__TASK BRIEF__. The whole of the data is to be returned without a single change.

__RECORDS SHOWN__.
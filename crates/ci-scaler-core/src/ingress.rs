//! Webhook ingress pipeline and webhook registration lifecycle.
//!
//! One [`WebhookService`] owns everything the ingress path needs: the
//! registered webhooks, the event dedup map, the workflow cache, and the
//! per-job timing state. The HTTP layer stays a thin shell that parses the
//! body and forwards an [`IngressRequest`] here.
//!
//! Ordering guarantees:
//! - capacity increments are applied before the response is sent;
//! - the workflow-run dedup key is recorded only after the increments
//!   succeed, so a redelivery can repair a failed first attempt;
//! - the workflow-job dedup key is recorded up front because the timing
//!   logic is idempotent on its own.

use crate::adapters::{CiPlatform, CloudAutoscaler, CloudError, PlatformError, DRY_RUN_ANNOTATION};
use crate::expiring::ExpiringMap;
use crate::payload::WebhookPayload;
use crate::scope::ActionScope;
use crate::timing::{normalize_job_name, JobPhase, JobTimings};
use crate::workflow::Workflow;
use crate::{AsgSpec, UnixSeconds};
use bytes::Bytes;
use chrono::Utc;
use hmac::{Hmac, Mac};
use serde_json::{json, Value};
use sha2::Sha256;
use std::collections::{BTreeMap, BTreeSet, HashMap};
use std::net::IpAddr;
use std::sync::{Arc, Mutex};
use std::time::{Duration, Instant};
use tracing::{info, warn};

type HmacSha256 = Hmac<Sha256>;

/// Path under the public domain that webhook deliveries arrive on.
pub const WEBHOOK_PATH: &str = "/ci-storage";

/// Event types the registered webhooks subscribe to.
pub const WEBHOOK_EVENTS: [&str; 2] = ["workflow_run", "workflow_job"];

const DUPLICATED_EVENTS_TTL: Duration = Duration::from_secs(3600);
const WORKFLOWS_TTL: Duration = Duration::from_secs(3600);
const SERVICE_TICK_MIN_INTERVAL: Duration = Duration::from_secs(10);

// ============================================================================
// Request / response types
// ============================================================================

/// One webhook delivery as seen by the HTTP layer.
#[derive(Debug, Clone)]
pub struct IngressRequest {
    pub path: String,
    pub client_ip: IpAddr,
    /// The `X-Hub-Signature-256` header, verbatim.
    pub signature: Option<String>,
    /// The body parsed as a JSON object.
    pub payload: Value,
    /// The exact bytes the signature covers.
    pub raw_body: Bytes,
}

/// What the HTTP layer should answer, plus the access-log suffix.
#[derive(Debug, Clone, PartialEq, Eq)]
pub struct IngressResponse {
    pub status: u16,
    pub message: String,
    pub log_suffix: String,
}
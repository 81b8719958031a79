//! Tests for typed webhook payload extraction.

use super::*;
use serde_json::json;

/// A realistic workflow_run delivery extracts all consumed fields.
#[test]
fn test_extracts_workflow_run_fields() {
    let data = json!({
        "action": "requested",
        "workflow_run": {
            "id": 42,
            "run_attempt": 2,
            "name": "CI",
            "head_sha": "abc123",
            "path": ".github/workflows/ci.yml",
            "unrelated": {"left": "opaque"},
        },
        "repository": {"full_name": "own/repo"},
        "sender": {"login": "someone"},
    });
    let payload = WebhookPayload::from_json(&data);

    assert_eq!(payload.action.as_deref(), Some("requested"));
    assert_eq!(payload.repository.as_deref(), Some("own/repo"));
    assert!(!payload.is_hook_test);
    assert_eq!(
        payload.workflow_run,
        Some(WorkflowRunPayload {
            id: 42,
            run_attempt: 2,
            name: Some("CI".to_string()),
            head_sha: "abc123".to_string(),
            path: ".github/workflows/ci.yml".to_string(),
        })
    );
    assert!(payload.workflow_job.is_none());
}

/// A workflow_job delivery extracts id, name and labels.
#[test]
fn test_extracts_workflow_job_fields() {
    let data = json!({
        "action": "queued",
        "workflow_job": {
            "id": 7,
            "name": "test 6",
            "labels": ["lab", "self-hosted"],
        },
        "repository": {"full_name": "own/repo"},
    });
    let payload = WebhookPayload::from_json(&data);

    assert_eq!(
        payload.workflow_job,
        Some(WorkflowJobPayload {
            id: 7,
            name: Some("test 6".to_string()),
            labels: vec!["lab".to_string(), "self-hosted".to_string()],
        })
    );
}

/// A sub-payload missing a required field reads as absent, not as an error.
#[test]
fn test_malformed_sub_payload_reads_as_absent() {
    let data = json!({
        "action": "requested",
        "workflow_run": {"id": "not-a-number"},
        "repository": {"full_name": "own/repo"},
    });
    let payload = WebhookPayload::from_json(&data);
    assert!(payload.workflow_run.is_none());
}

/// The test delivery the platform sends after registration carries `hook`.
#[test]
fn test_detects_hook_test_delivery() {
    let data = json!({
        "zen": "Anything added dilutes everything else.",
        "hook_id": 1,
        "hook": {"id": 1},
        "repository": {"full_name": "own/repo"},
    });
    let payload = WebhookPayload::from_json(&data);
    assert!(payload.is_hook_test);
}

/// The log suffix lists unignored keys plus action and workflow name.
#[test]
fn test_log_suffix_shape() {
    let data = json!({
        "action": "requested",
        "workflow_run": {
            "id": 1,
            "run_attempt": 1,
            "name": "CI",
            "head_sha": "abc",
            "path": "wf.yml",
        },
        "repository": {"full_name": "own/repo"},
        "sender": {},
    });
    let payload = WebhookPayload::from_json(&data);
    assert_eq!(payload.log_suffix(), "{workflow_run} action=requested name=\"CI\"");

    let boring = WebhookPayload::from_json(&json!({"zen": "ok", "action": "ping"}));
    assert_eq!(boring.log_suffix(), "");
}
//! Diagnostic side channel for cluster root transitions

use serde::{Deserialize, Serialize};

use crate::models::MonitorState;

#[derive(Debug, Clone, Copy, PartialEq, Eq, Serialize, Deserialize)]
pub struct ClusterStateChanged {
    pub old_state: MonitorState,
    pub new_state: MonitorState,
    pub monitor_count: usize,
}

/// Announces each distinct root transition at most once
#[derive(Debug, Clone, Default)]
pub struct ClusterStateAnnouncer {
    last: Option<(MonitorState, MonitorState)>,
}

impl ClusterStateAnnouncer {
    pub fn new() -> Self {
        Self::default()
    }

    /// `old_state` is `None` on the root's first observation, which is not a transition
    pub fn observe(
        &mut self,
        old_state: Option<MonitorState>,
        new_state: MonitorState,
        monitor_count: usize,
    ) -> Option<ClusterStateChanged> {
        let old_state = old_state?;
        if old_state == new_state || self.last == Some((old_state, new_state)) {
            return None;
        }

        self.last = Some((old_state, new_state));
        Some(ClusterStateChanged {
            old_state,
            new_state,
            monitor_count,
        })
    }
}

__WRITTEN ANSWER__.
filename crates/ci-scaler-core/src/ingress.rs
//! Webhook ingress pipeline and webhook registration lifecycle.
//!
//! One [`WebhookService`] owns everything the ingress path needs: the
//! registered webhooks, the event dedup map, the workflow cache, and the
//! per-job timing state. The HTTP layer stays a thin shell that parses the
//! body and forwards an [`IngressRequest`] here.
//!
//! Ordering guarantees:
//! - capacity increments are applied before the response is sent;
//! - the workflow-run dedup key is recorded only after the increments
//!   succeed, so a redelivery can repair a failed first attempt;
//! - the workflow-job dedup key is recorded up front because the timing
//!   logic is idempotent on its own.

use crate::adapters::{CiPlatform, CloudAutoscaler, CloudError, PlatformError, DRY_RUN_ANNOTATION};
use crate::expiring::ExpiringMap;
use crate::payload::WebhookPayload;
use crate::scope::ActionScope;
use crate::timing::{normalize_job_name, JobPhase, JobTimings};
use crate::workflow::Workflow;
use crate::{AsgSpec, UnixSeconds};
use bytes::Bytes;
use chrono::Utc;
use hmac::{Hmac, Mac};
use serde_json::{json, Value};
use sha2::Sha256;
use std::collections::{BTreeMap, BTreeSet, HashMap};
use std::net::IpAddr;
use std::sync::{Arc, Mutex};
use std::time::{Duration, Instant};
use tracing::{info, warn};

type HmacSha256 = Hmac<Sha256>;

/// Path under the public domain that webhook deliveries arrive on.
pub const WEBHOOK_PATH: &str = "/ci-storage";

/// Event types the registered webhooks subscribe to.
pub const WEBHOOK_EVENTS: [&str; 2] = ["workflow_run", "workflow_job"];

const DUPLICATED_EVENTS_TTL: Duration = Duration::from_secs(3600);
const WORKFLOWS_TTL: Duration = Duration::from_secs(3600);
const SERVICE_TICK_MIN_INTERVAL: Duration = Duration::from_secs(10);

// ============================================================================
// Request / response types
// ============================================================================

/// One webhook delivery as seen by the HTTP layer.
#[derive(Debug, Clone)]
pub struct IngressRequest {
    pub path: String,
    pub client_ip: IpAddr,
    /// The `X-Hub-Signature-256` header, verbatim.
    pub signature: Option<String>,
    /// The body parsed as a JSON object.
    pub payload: Value,
    /// The exact bytes the signature covers.
    pub raw_body: Bytes,
}

/// What the HTTP layer should answer, plus the access-log suffix.
#[derive(Debug, Clone, PartialEq, Eq)]
pub struct IngressResponse {
    pub status: u16,
    pub message: String,
    pub log_suffix: String,
}
repository 81b8719958031a79
//! Tests for typed webhook payload extraction.

use super::*;
use serde_json::json;

/// A realistic workflow_run delivery extracts all consumed fields.
#[test]
fn test_extracts_workflow_run_fields() {
    let data = json!({
        "action": "requested",
        "workflow_run": {
            "id": 42,
            "run_attempt": 2,
            "name": "CI",
            "head_sha": "abc123",
            "path": ".github/workflows/ci.yml",
            "unrelated": {"left": "opaque"},
        },
        "repository": {"full_name": "own/repo"},
        "sender": {"login": "someone"},
    });
    let payload = WebhookPayload::from_json(&data);

    assert_eq!(payload.action.as_deref(), Some("requested"));
    assert_eq!(payload.repository.as_deref(), Some("own/repo"));
    assert!(!payload.is_hook_test);
    assert_eq!(
        payload.workflow_run,
        Some(WorkflowRunPayload {
            id: 42,
            run_attempt: 2,
            name: Some("CI".to_string()),
            head_sha: "abc123".to_string(),
            path: ".github/workflows/ci.yml".to_string(),
        })
    );
    assert!(payload.workflow_job.is_none());
}

/// A workflow_job delivery extracts id, name and labels.
#[test]
fn test_extracts_workflow_job_fields() {
    let data = json!({
        "action": "queued",
        "workflow_job": {
            "id": 7,
            "name": "test 6",
            "labels": ["lab", "self-hosted"],
        },
        "repository": {"full_name": "own/repo"},
    });
    let payload = WebhookPayload::from_json(&data);

    assert_eq!(
        payload.workflow_job,
        Some(WorkflowJobPayload {
            id: 7,
            name: Some("test 6".to_string()),
            labels: vec!["lab".to_string(), "self-hosted".to_string()],
        })
    );
}

/// A sub-payload missing a required field reads as absent, not as an error.
#[test]
fn test_malformed_sub_payload_reads_as_absent() {
    let data = json!({
        "action": "requested",
        "workflow_run": {"id": "not-a-number"},
        "repository": {"full_name": "own/repo"},
    });
    let payload = WebhookPayload::from_json(&data);
    assert!(payload.workflow_run.is_none());
}

/// The test delivery the platform sends after registration carries `hook`.
#[test]
fn test_detects_hook_test_delivery() {
    let data = json!({
        "zen": "Anything added dilutes everything else.",
        "hook_id": 1,
        "hook": {"id": 1},
        "repository": {"full_name": "own/repo"},
    });
    let payload = WebhookPayload::from_json(&data);
    assert!(payload.is_hook_test);
}

/// The log suffix lists unignored keys plus action and workflow name.
#[test]
fn test_log_suffix_shape() {
    let data = json!({
        "action": "requested",
        "workflow_run": {
            "id": 1,
            "run_attempt": 1,
            "name": "CI",
            "head_sha": "abc",
            "path": "wf.yml",
        },
        "repository": {"full_name": "own/repo"},
        "sender": {},
    });
    let payload = WebhookPayload::from_json(&data);
    assert_eq!(payload.log_suffix(), "{workflow_run} action=requested name=\"CI\"");

    let boring = WebhookPayload::from_json(&json!({"zen": "ok", "action": "ping"}));
    assert_eq!(boring.log_suffix(), "");
}
//! Diagnostic side channel for cluster root transitions

use serde::{Deserialize, Serialize};

use crate::models::MonitorState;

#[derive(Debug, Clone, Copy, PartialEq, Eq, Serialize, Deserialize)]
pub struct ClusterStateChanged {
    pub old_state: MonitorState,
    pub new_state: MonitorState,
    pub monitor_count: usize,
}

/// Announces each distinct root transition at most once
#[derive(Debug, Clone, Default)]
pub struct ClusterStateAnnouncer {
    last: Option<(MonitorState, MonitorState)>,
}

impl ClusterStateAnnouncer {
    pub fn new() -> Self {
        Self::default()
    }

    /// `old_state` is `None` on the root's first observation, which is not a transition
    pub fn observe(
        &mut self,
        old_state: Option<MonitorState>,
        new_state: MonitorState,
        monitor_count: usize,
    ) -> Option<ClusterStateChanged> {
        let old_state = old_state?;
        if old_state == new_state || self.last == Some((old_state, new_state)) {
            return None;
        }

        self.last = Some((old_state, new_state));
        Some(ClusterStateChanged {
            old_state,
            new_state,
            monitor_count,
        })
    }
}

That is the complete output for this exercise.